-- Information given follows --

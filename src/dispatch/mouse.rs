use std::collections::BTreeMap;

use super::{ActionHandler, DispatchContext, DispatchError};
use crate::bindings::{Action, ActionBinding, EntryError};
use crate::hid::{InputSink, MouseButton, SharedSink};

/// Desplazamiento suficiente para llevar el cursor a la esquina superior izquierda
const HOME_TRAVEL: i32 = 16_384;
const DEFAULT_SCROLL: i32 = 3;

#[derive(Debug, Clone, PartialEq, Eq)]
pub enum MouseAction {
    Click(MouseButton),
    DoubleClick,
    /// Posición absoluta en píxeles
    MoveTo(i32, i32),
    MoveBy(i32, i32),
    /// Positivo hacia arriba
    Scroll(i32),
}

impl MouseAction {
    /// `left_click`, `double_click`, `move_100_200`, `move_by_-10_5`,
    /// `scroll_up`, `scroll_down_5` (o parámetro `amount`)
    pub fn parse(command: &str, params: &BTreeMap<String, String>) -> Result<Self, EntryError> {
        let command = command.trim().to_lowercase();
        let invalid = || EntryError::InvalidMouse(command.clone());

        let action = match command.as_str() {
            "" => return Err(EntryError::MissingAction),
            "left_click" | "click" => MouseAction::Click(MouseButton::Left),
            "right_click" => MouseAction::Click(MouseButton::Right),
            "middle_click" => MouseAction::Click(MouseButton::Middle),
            "double_click" => MouseAction::DoubleClick,
            _ => {
                if let Some(rest) = command.strip_prefix("move_by_") {
                    let (dx, dy) = parse_pair(rest).ok_or_else(invalid)?;
                    MouseAction::MoveBy(dx, dy)
                } else if let Some(rest) = command.strip_prefix("move_") {
                    let (x, y) = parse_pair(rest).ok_or_else(invalid)?;
                    if x < 0 || y < 0 {
                        return Err(invalid());
                    }
                    MouseAction::MoveTo(x, y)
                } else if let Some(rest) = command.strip_prefix("scroll_") {
                    let (direction, inline) = match rest.split_once('_') {
                        Some((direction, amount)) => {
                            (direction, Some(amount.parse::<i32>().map_err(|_| invalid())?))
                        }
                        None => (rest, None),
                    };
                    let amount = match (inline, params.get("amount")) {
                        (Some(amount), _) => amount,
                        (None, Some(raw)) => {
                            raw.trim().parse().map_err(|_| EntryError::InvalidParam {
                                name: "amount".to_string(),
                                reason: format!("`{}` is not an integer", raw),
                            })?
                        }
                        (None, None) => DEFAULT_SCROLL,
                    };
                    match direction {
                        "up" => MouseAction::Scroll(amount.abs()),
                        "down" => MouseAction::Scroll(-amount.abs()),
                        _ => return Err(invalid()),
                    }
                } else {
                    return Err(invalid());
                }
            }
        };
        Ok(action)
    }

    pub fn perform(&self, sink: &mut dyn InputSink) -> Result<String, DispatchError> {
        match self {
            MouseAction::Click(button) => {
                sink.click(*button)?;
                Ok(format!("click {:?}", button))
            }
            MouseAction::DoubleClick => {
                sink.click(MouseButton::Left)?;
                sink.click(MouseButton::Left)?;
                Ok("doble click".to_string())
            }
            MouseAction::MoveTo(x, y) => {
                sink.move_cursor(-HOME_TRAVEL, -HOME_TRAVEL)?;
                sink.move_cursor(*x, *y)?;
                Ok(format!("cursor a ({}, {})", x, y))
            }
            MouseAction::MoveBy(dx, dy) => {
                sink.move_cursor(*dx, *dy)?;
                Ok(format!("cursor desplazado ({}, {})", dx, dy))
            }
            MouseAction::Scroll(amount) => {
                sink.scroll(*amount)?;
                Ok(format!("scroll {}", amount))
            }
        }
    }
}

fn parse_pair(rest: &str) -> Option<(i32, i32)> {
    let (a, b) = rest.split_once('_')?;
    Some((a.parse().ok()?, b.parse().ok()?))
}

/// Manejador del tipo `mouse`
pub struct MouseHandler {
    sink: SharedSink,
}

impl MouseHandler {
    pub fn new(sink: SharedSink) -> Self {
        Self { sink }
    }
}

impl ActionHandler for MouseHandler {
    fn handle(&self, binding: &ActionBinding, _ctx: &DispatchContext) -> Result<String, DispatchError> {
        let Action::Mouse(action) = &binding.action else {
            return Err(DispatchError::KindMismatch {
                expected: "mouse",
                group: binding.group.to_string(),
            });
        };
        let mut sink = self.sink.lock();
        action.perform(&mut **sink)
    }
}

#[cfg(test)]
mod tests {
    use super::*;
    use crate::hid::{InputEvent, RecordingSink};

    fn parse(command: &str) -> Result<MouseAction, EntryError> {
        MouseAction::parse(command, &BTreeMap::new())
    }

    #[test]
    fn test_parse_clicks() {
        assert_eq!(parse("left_click").unwrap(), MouseAction::Click(MouseButton::Left));
        assert_eq!(parse("Right_Click").unwrap(), MouseAction::Click(MouseButton::Right));
        assert_eq!(parse("double_click").unwrap(), MouseAction::DoubleClick);
    }

    #[test]
    fn test_parse_moves() {
        assert_eq!(parse("move_100_200").unwrap(), MouseAction::MoveTo(100, 200));
        assert_eq!(parse("move_by_-10_5").unwrap(), MouseAction::MoveBy(-10, 5));
        assert!(parse("move_-1_5").is_err());
        assert!(parse("move_10").is_err());
    }

    #[test]
    fn test_parse_scroll() {
        assert_eq!(parse("scroll_up").unwrap(), MouseAction::Scroll(3));
        assert_eq!(parse("scroll_down_5").unwrap(), MouseAction::Scroll(-5));

        let mut params = BTreeMap::new();
        params.insert("amount".to_string(), "2".to_string());
        assert_eq!(
            MouseAction::parse("scroll_down", &params).unwrap(),
            MouseAction::Scroll(-2)
        );
        assert!(parse("scroll_sideways").is_err());
    }

    #[test]
    fn test_unknown_command_rejected() {
        assert_eq!(
            parse("wiggle"),
            Err(EntryError::InvalidMouse("wiggle".to_string()))
        );
    }

    #[test]
    fn test_move_to_homes_cursor_first() {
        let recorder = RecordingSink::new();
        let mut sink = recorder.clone();
        parse("move_40_30").unwrap().perform(&mut sink).unwrap();
        assert_eq!(
            recorder.events(),
            vec![
                InputEvent::Move(-HOME_TRAVEL, -HOME_TRAVEL),
                InputEvent::Move(40, 30),
            ]
        );
    }
}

-- Information given concluded --

**Assigned task:**
Go through the material and report each line that holds the string "ActionBinding".

**Result of this exercise:**
use crate::bindings::{Action, ActionBinding, EntryError};
    fn handle(&self, binding: &ActionBinding, _ctx: &DispatchContext) -> Result<String, DispatchError> {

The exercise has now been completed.